**Work to complete**
Check every line of the material below for "StorageProof". Give the number of lines that have it, and only that.

**Provided data**
// Path: crates/api/src/framework.rs
//! The capability set the generic relayer framework drives.
//!
//! The framework owns path configuration and the relay loop; a chain plugs in
//! by answering the queries below. Responses use the canonical `ibc-proto`
//! messages so the framework never sees ledger-specific types.

use crate::context::CallContext;
use async_trait::async_trait;
use atlas_types::error::ProverError;
use atlas_types::ibc::QueryHeight;
use ibc_proto::ibc::core::channel::v1::{
    Packet, QueryChannelResponse, QueryPacketAcknowledgementResponse,
    QueryPacketAcknowledgementsResponse, QueryPacketCommitmentResponse,
    QueryPacketCommitmentsResponse,
};
use ibc_proto::ibc::core::client::v1::{
    Height, MsgCreateClient, MsgUpdateClient, QueryClientStateResponse,
    QueryConsensusStateResponse,
};
use ibc_proto::ibc::core::connection::v1::QueryConnectionResponse;

/// Height-pinned reads of the IBC entities stored on a chain.
///
/// Responses carry no proof; see [`ProofQuery`] for the proven variants.
#[async_trait]
pub trait ChainQuery: Send + Sync {
    /// The chain id this instance serves.
    fn chain_id(&self) -> &str;

    /// The chain's current head block number.
    async fn latest_height(&self, ctx: &CallContext) -> Result<u64, ProverError>;

    /// The client state of the path end's client.
    async fn query_client_state(
        &self,
        ctx: &CallContext,
        height: QueryHeight,
    ) -> Result<QueryClientStateResponse, ProverError>;

    /// The consensus state the path end's client stores for `counterparty_height`.
    async fn query_consensus_state(
        &self,
        ctx: &CallContext,
        height: QueryHeight,
        counterparty_height: Height,
    ) -> Result<QueryConsensusStateResponse, ProverError>;

    /// The path end's connection, or the uninitialized placeholder.
    async fn query_connection(
        &self,
        ctx: &CallContext,
        height: QueryHeight,
    ) -> Result<QueryConnectionResponse, ProverError>;

    /// The path end's channel, or the uninitialized placeholder.
    async fn query_channel(
        &self,
        ctx: &CallContext,
        height: QueryHeight,
    ) -> Result<QueryChannelResponse, ProverError>;

    /// The commitment of packet `sequence`.
    async fn query_packet_commitment(
        &self,
        ctx: &CallContext,
        height: QueryHeight,
        sequence: u64,
    ) -> Result<QueryPacketCommitmentResponse, ProverError>;

    /// The acknowledgement commitment of packet `sequence`.
    async fn query_packet_ack_commitment(
        &self,
        ctx: &CallContext,
        height: QueryHeight,
        sequence: u64,
    ) -> Result<QueryPacketAcknowledgementResponse, ProverError>;

    /// All packet commitments sent on the path end's channel.
    async fn query_packet_commitments(
        &self,
        ctx: &CallContext,
        height: QueryHeight,
        offset: u64,
        limit: u64,
    ) -> Result<QueryPacketCommitmentsResponse, ProverError>;

    /// All acknowledgement commitments written on the path end's channel.
    async fn query_packet_ack_commitments(
        &self,
        ctx: &CallContext,
        height: QueryHeight,
        offset: u64,
        limit: u64,
    ) -> Result<QueryPacketAcknowledgementsResponse, ProverError>;

    /// The subset of `sequences` this chain has not received.
    async fn query_unreceived_packets(
        &self,
        ctx: &CallContext,
        height: QueryHeight,
        sequences: &[u64],
    ) -> Result<Vec<u64>, ProverError>;

    /// The subset of `sequences` whose acknowledgement has not cleared the commitment.
    async fn query_unreceived_acks(
        &self,
        ctx: &CallContext,
        height: QueryHeight,
        sequences: &[u64],
    ) -> Result<Vec<u64>, ProverError>;

    /// The packet sent with `sequence` on the path end's channel.
    async fn query_packet(
        &self,
        ctx: &CallContext,
        height: QueryHeight,
        sequence: u64,
    ) -> Result<Packet, ProverError>;

    /// The acknowledgement written for `sequence` on the path end's channel.
    async fn query_packet_acknowledgement(
        &self,
        ctx: &CallContext,
        height: QueryHeight,
        sequence: u64,
    ) -> Result<Vec<u8>, ProverError>;
}

/// Proven reads and light-client message construction.
#[async_trait]
pub trait ProofQuery: Send + Sync {
    /// The light-client header type this prover synthesizes.
    type Header: Clone + Send + Sync;

    /// The header of the chain's current head.
    async fn query_latest_header(&self, ctx: &CallContext) -> Result<Self::Header, ProverError>;

    /// The latest header plus the heights it makes provable and queryable.
    async fn update_light_with_header(
        &self,
        ctx: &CallContext,
    ) -> Result<(Self::Header, u64, u64), ProverError>;

    /// Prepares a header for submission to the counterparty.
    fn setup_header(&self, header: Self::Header) -> Result<Self::Header, ProverError>;

    /// A `MsgCreateClient` seeded from `header`.
    fn create_msg_create_client(
        &self,
        header: &Self::Header,
        signer: &str,
    ) -> Result<MsgCreateClient, ProverError>;

    /// A `MsgUpdateClient` carrying `header` for `client_id`.
    fn create_msg_update_client(
        &self,
        client_id: &str,
        header: &Self::Header,
        signer: &str,
    ) -> Result<MsgUpdateClient, ProverError>;

    /// The client state together with its storage proof.
    async fn query_client_state_with_proof(
        &self,
        ctx: &CallContext,
        height: QueryHeight,
    ) -> Result<QueryClientStateResponse, ProverError>;

    /// The consensus state together with its storage proof.
    async fn query_consensus_state_with_proof(
        &self,
        ctx: &CallContext,
        height: QueryHeight,
        counterparty_height: Height,
    ) -> Result<QueryConsensusStateResponse, ProverError>;

    /// The connection together with its storage proof.
    async fn query_connection_with_proof(
        &self,
        ctx: &CallContext,
        height: QueryHeight,
    ) -> Result<QueryConnectionResponse, ProverError>;

    /// The channel together with its storage proof.
    async fn query_channel_with_proof(
        &self,
        ctx: &CallContext,
        height: QueryHeight,
    ) -> Result<QueryChannelResponse, ProverError>;

    /// The packet commitment together with its storage proof.
    async fn query_packet_commitment_with_proof(
        &self,
        ctx: &CallContext,
        height: QueryHeight,
        sequence: u64,
    ) -> Result<QueryPacketCommitmentResponse, ProverError>;

    /// The acknowledgement commitment together with its storage proof.
    async fn query_packet_ack_commitment_with_proof(
        &self,
        ctx: &CallContext,
        height: QueryHeight,
        sequence: u64,
    ) -> Result<QueryPacketAcknowledgementResponse, ProverError>;
}
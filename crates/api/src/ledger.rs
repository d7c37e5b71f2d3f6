// Path: crates/api/src/ledger.rs
//! The ledger RPC boundary.
//!
//! The prover talks to the counterparty chain through [`LedgerClient`], which
//! mirrors the handful of Ethereum JSON-RPC methods it needs. The wire types
//! here deserialize directly from the JSON-RPC results, so an implementation
//! only has to move bytes.

use crate::context::CallContext;
use alloy_primitives::{Address, Bytes, B256, B64, U256, U64};
use async_trait::async_trait;
use atlas_types::error::ProverError;
use serde::{Deserialize, Serialize, Serializer};

/// The block a ledger read is executed against.
#[derive(Debug, Clone, Copy, PartialEq, Eq, Hash)]
pub enum BlockTag {
    /// The `latest` tag.
    Latest,
    /// A concrete block number, encoded as a hex quantity.
    Number(u64),
}

impl BlockTag {
    /// The JSON-RPC encoding: `latest` or a minimal hex quantity such as `0x1a`.
    pub fn to_rpc_param(self) -> String {
        match self {
            Self::Latest => "latest".to_string(),
            Self::Number(n) => format!("{n:#x}"),
        }
    }
}

impl Serialize for BlockTag {
    fn serialize<S: Serializer>(&self, serializer: S) -> Result<S::Ok, S::Error> {
        serializer.serialize_str(&self.to_rpc_param())
    }
}

/// An `eth_getLogs` filter over one contract address and one event topic.
#[derive(Debug, Clone, PartialEq, Eq, Serialize)]
#[serde(rename_all = "camelCase")]
pub struct LogFilter {
    /// The emitting contract.
    pub address: Address,
    /// Topic filters by position; position 0 is the event signature hash.
    pub topics: Vec<B256>,
    /// First block of the range, inclusive.
    pub from_block: BlockTag,
    /// Last block of the range, inclusive.
    pub to_block: BlockTag,
}

impl LogFilter {
    /// A filter for `topic0` emitted by `address` over `[from, to]`.
    pub fn new(address: Address, topic0: B256, from: u64, to: BlockTag) -> Self {
        Self {
            address,
            topics: vec![topic0],
            from_block: BlockTag::Number(from),
            to_block: to,
        }
    }

    /// The event signature topic this filter selects.
    pub fn topic0(&self) -> Option<B256> {
        self.topics.first().copied()
    }
}

/// One entry returned by `eth_getLogs`.
#[derive(Debug, Clone, PartialEq, Eq, Serialize, Deserialize)]
#[serde(rename_all = "camelCase")]
pub struct RawLog {
    /// The emitting contract.
    pub address: Address,
    /// Indexed topics; `topics[0]` is the event signature hash.
    pub topics: Vec<B256>,
    /// ABI-encoded non-indexed fields.
    pub data: Bytes,
    /// The block that included the log; absent for pending logs.
    #[serde(default)]
    pub block_number: Option<U64>,
    /// Position of the log within its block.
    #[serde(default)]
    pub log_index: Option<U64>,
}

impl RawLog {
    /// The including block number as a `u64`.
    pub fn block(&self) -> Option<u64> {
        self.block_number.map(|n| n.to::<u64>())
    }
}

/// One storage entry of an EIP-1186 `eth_getProof` response.
#[derive(Debug, Clone, PartialEq, Eq, Serialize, Deserialize)]
pub struct StorageProof {
    /// The storage slot.
    pub key: U256,
    /// The value stored at the slot.
    #[serde(default)]
    pub value: U256,
    /// The RLP-encoded trie nodes from the storage root to the slot.
    #[serde(default)]
    pub proof: Vec<Bytes>,
}

/// An EIP-1186 `eth_getProof` response.
#[derive(Debug, Clone, PartialEq, Eq, Default, Serialize, Deserialize)]
#[serde(rename_all = "camelCase")]
pub struct AccountProof {
    /// The account the proof was requested for.
    #[serde(default)]
    pub address: Address,
    /// The account trie nodes from the state root to the account.
    #[serde(default)]
    pub account_proof: Vec<Bytes>,
    /// The account's storage trie root.
    #[serde(default)]
    pub storage_hash: B256,
    /// One entry per requested slot.
    #[serde(default)]
    pub storage_proof: Vec<StorageProof>,
}

/// The structural fields of a block header as returned by `eth_getBlockByNumber`.
#[derive(Debug, Clone, PartialEq, Eq, Default, Serialize, Deserialize)]
#[serde(rename_all = "camelCase")]
pub struct RawBlockHeader {
    pub parent_hash: B256,
    pub state_root: B256,
    pub transactions_root: B256,
    pub receipts_root: B256,
    #[serde(default)]
    pub logs_bloom: Bytes,
    pub number: U64,
    pub gas_limit: U64,
    pub gas_used: U64,
    pub timestamp: U64,
    #[serde(default)]
    pub extra_data: Bytes,
    #[serde(default)]
    pub mix_hash: B256,
    #[serde(default)]
    pub nonce: B64,
    #[serde(default)]
    pub base_fee_per_gas: Option<U256>,
}

/// The subset of the ledger's JSON-RPC interface the prover consumes.
///
/// Every method observes the supplied [`CallContext`] and fails with
/// [`ProverError::Canceled`] when it fires. Transport failures surface as
/// [`ProverError::Transport`]; implementations do not retry.
#[async_trait]
pub trait LedgerClient: Send + Sync {
    /// `eth_blockNumber`: the current head.
    async fn block_number(&self, ctx: &CallContext) -> Result<u64, ProverError>;

    /// `eth_call`: executes a read-only contract call against `block`.
    async fn call(
        &self,
        ctx: &CallContext,
        to: Address,
        data: Bytes,
        block: BlockTag,
    ) -> Result<Bytes, ProverError>;

    /// `eth_getLogs`: every log matching `filter`, in emission order.
    async fn get_logs(&self, ctx: &CallContext, filter: &LogFilter)
        -> Result<Vec<RawLog>, ProverError>;

    /// `eth_getProof`: inclusion proofs for `slots` of `address` at `block`.
    async fn get_proof(
        &self,
        ctx: &CallContext,
        address: Address,
        slots: &[B256],
        block: BlockTag,
    ) -> Result<AccountProof, ProverError>;

    /// `eth_getBlockByNumber`: the header of block `number`.
    async fn header_by_number(
        &self,
        ctx: &CallContext,
        number: u64,
    ) -> Result<RawBlockHeader, ProverError>;
}

/// Logs an external indexer has already collected for a filter.
#[derive(Debug, Clone, PartialEq, Eq, Default)]
pub struct IndexedLogs {
    /// Matching logs in emission order.
    pub logs: Vec<RawLog>,
    /// The last block the indexer has fully covered.
    pub through_block: u64,
}

/// An optional checkpoint collaborator that spares the scanner a full
/// from-genesis scan.
#[async_trait]
pub trait LogCursor: Send + Sync {
    /// Returns what the indexer holds for `filter`, or `None` to fall back to a
    /// full scan.
    async fn indexed(
        &self,
        ctx: &CallContext,
        filter: &LogFilter,
    ) -> Result<Option<IndexedLogs>, ProverError>;
}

**Task output**
2